Records from a dataset:
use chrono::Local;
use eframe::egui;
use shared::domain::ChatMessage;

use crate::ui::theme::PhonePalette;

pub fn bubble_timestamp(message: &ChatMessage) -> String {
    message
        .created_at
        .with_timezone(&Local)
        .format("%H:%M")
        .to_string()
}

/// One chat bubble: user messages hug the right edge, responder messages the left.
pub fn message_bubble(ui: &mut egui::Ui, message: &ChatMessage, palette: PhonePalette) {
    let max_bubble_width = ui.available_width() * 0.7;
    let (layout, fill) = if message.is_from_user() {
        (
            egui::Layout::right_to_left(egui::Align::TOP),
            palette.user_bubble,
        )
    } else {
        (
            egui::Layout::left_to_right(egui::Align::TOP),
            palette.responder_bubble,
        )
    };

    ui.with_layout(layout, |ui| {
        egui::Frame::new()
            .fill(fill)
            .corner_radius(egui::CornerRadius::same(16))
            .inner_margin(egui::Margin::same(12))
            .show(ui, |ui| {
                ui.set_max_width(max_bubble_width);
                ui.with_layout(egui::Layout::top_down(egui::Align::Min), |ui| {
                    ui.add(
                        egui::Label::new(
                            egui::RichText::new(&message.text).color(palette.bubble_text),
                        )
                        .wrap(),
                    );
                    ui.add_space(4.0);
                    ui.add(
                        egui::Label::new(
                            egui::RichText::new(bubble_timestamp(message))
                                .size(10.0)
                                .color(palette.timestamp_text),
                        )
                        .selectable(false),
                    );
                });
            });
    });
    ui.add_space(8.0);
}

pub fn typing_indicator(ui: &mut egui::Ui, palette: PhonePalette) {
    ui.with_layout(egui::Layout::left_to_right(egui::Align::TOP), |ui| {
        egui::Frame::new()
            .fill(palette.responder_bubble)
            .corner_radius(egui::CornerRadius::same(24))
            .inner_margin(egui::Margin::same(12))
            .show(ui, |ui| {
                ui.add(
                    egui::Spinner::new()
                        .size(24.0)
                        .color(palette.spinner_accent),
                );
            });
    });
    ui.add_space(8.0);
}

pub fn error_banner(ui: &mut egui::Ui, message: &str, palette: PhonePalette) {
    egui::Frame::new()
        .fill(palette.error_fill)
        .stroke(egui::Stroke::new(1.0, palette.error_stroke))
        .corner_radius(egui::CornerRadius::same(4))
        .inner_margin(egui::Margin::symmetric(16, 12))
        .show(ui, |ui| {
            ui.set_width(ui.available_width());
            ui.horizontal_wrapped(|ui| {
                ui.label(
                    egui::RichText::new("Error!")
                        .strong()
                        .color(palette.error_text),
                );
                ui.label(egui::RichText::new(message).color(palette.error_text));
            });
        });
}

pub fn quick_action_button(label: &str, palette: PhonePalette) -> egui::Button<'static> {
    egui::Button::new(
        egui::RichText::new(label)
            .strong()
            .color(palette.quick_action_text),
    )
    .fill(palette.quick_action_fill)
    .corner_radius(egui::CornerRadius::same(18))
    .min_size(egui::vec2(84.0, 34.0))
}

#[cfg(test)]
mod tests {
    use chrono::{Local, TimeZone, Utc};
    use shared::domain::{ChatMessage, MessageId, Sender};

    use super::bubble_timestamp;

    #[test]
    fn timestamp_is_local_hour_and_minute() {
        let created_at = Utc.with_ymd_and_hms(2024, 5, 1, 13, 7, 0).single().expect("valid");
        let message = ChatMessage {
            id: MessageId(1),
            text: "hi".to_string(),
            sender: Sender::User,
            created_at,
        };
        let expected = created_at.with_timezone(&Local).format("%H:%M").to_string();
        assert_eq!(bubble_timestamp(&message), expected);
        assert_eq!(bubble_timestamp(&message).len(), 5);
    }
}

REQUIRED WORK: Output each of the records exactly as it stands above.

OUTPUT FOR THIS EXERCISE:
use chrono::Local;
use eframe::egui;
use shared::domain::ChatMessage;

use crate::ui::theme::PhonePalette;

pub fn bubble_timestamp(message: &ChatMessage) -> String {
    message
        .created_at
        .with_timezone(&Local)
        .format("%H:%M")
        .to_string()
}

/// One chat bubble: user messages hug the right edge, responder messages the left.
pub fn message_bubble(ui: &mut egui::Ui, message: &ChatMessage, palette: PhonePalette) {
    let max_bubble_width = ui.available_width() * 0.7;
    let (layout, fill) = if message.is_from_user() {
        (
            egui::Layout::right_to_left(egui::Align::TOP),
            palette.user_bubble,
        )
    } else {
        (
            egui::Layout::left_to_right(egui::Align::TOP),
            palette.responder_bubble,
        )
    };

    ui.with_layout(layout, |ui| {
        egui::Frame::new()
            .fill(fill)
            .corner_radius(egui::CornerRadius::same(16))
            .inner_margin(egui::Margin::same(12))
            .show(ui, |ui| {
                ui.set_max_width(max_bubble_width);
                ui.with_layout(egui::Layout::top_down(egui::Align::Min), |ui| {
                    ui.add(
                        egui::Label::new(
                            egui::RichText::new(&message.text).color(palette.bubble_text),
                        )
                        .wrap(),
                    );
                    ui.add_space(4.0);
                    ui.add(
                        egui::Label::new(
                            egui::RichText::new(bubble_timestamp(message))
                                .size(10.0)
                                .color(palette.timestamp_text),
                        )
                        .selectable(false),
                    );
                });
            });
    });
    ui.add_space(8.0);
}

pub fn typing_indicator(ui: &mut egui::Ui, palette: PhonePalette) {
    ui.with_layout(egui::Layout::left_to_right(egui::Align::TOP), |ui| {
        egui::Frame::new()
            .fill(palette.responder_bubble)
            .corner_radius(egui::CornerRadius::same(24))
            .inner_margin(egui::Margin::same(12))
            .show(ui, |ui| {
                ui.add(
                    egui::Spinner::new()
                        .size(24.0)
                        .color(palette.spinner_accent),
                );
            });
    });
    ui.add_space(8.0);
}

pub fn error_banner(ui: &mut egui::Ui, message: &str, palette: PhonePalette) {
    egui::Frame::new()
        .fill(palette.error_fill)
        .stroke(egui::Stroke::new(1.0, palette.error_stroke))
        .corner_radius(egui::CornerRadius::same(4))
        .inner_margin(egui::Margin::symmetric(16, 12))
        .show(ui, |ui| {
            ui.set_width(ui.available_width());
            ui.horizontal_wrapped(|ui| {
                ui.label(
                    egui::RichText::new("Error!")
                        .strong()
                        .color(palette.error_text),
                );
                ui.label(egui::RichText::new(message).color(palette.error_text));
            });
        });
}

pub fn quick_action_button(label: &str, palette: PhonePalette) -> egui::Button<'static> {
    egui::Button::new(
        egui::RichText::new(label)
            .strong()
            .color(palette.quick_action_text),
    )
    .fill(palette.quick_action_fill)
    .corner_radius(egui::CornerRadius::same(18))
    .min_size(egui::vec2(84.0, 34.0))
}

#[cfg(test)]
mod tests {
    use chrono::{Local, TimeZone, Utc};
    use shared::domain::{ChatMessage, MessageId, Sender};

    use super::bubble_timestamp;

    #[test]
    fn timestamp_is_local_hour_and_minute() {
        let created_at = Utc.with_ymd_and_hms(2024, 5, 1, 13, 7, 0).single().expect("valid");
        let message = ChatMessage {
            id: MessageId(1),
            text: "hi".to_string(),
            sender: Sender::User,
            created_at,
        };
        let expected = created_at.with_timezone(&Local).format("%H:%M").to_string();
        assert_eq!(bubble_timestamp(&message), expected);
        assert_eq!(bubble_timestamp(&message).len(), 5);
    }
}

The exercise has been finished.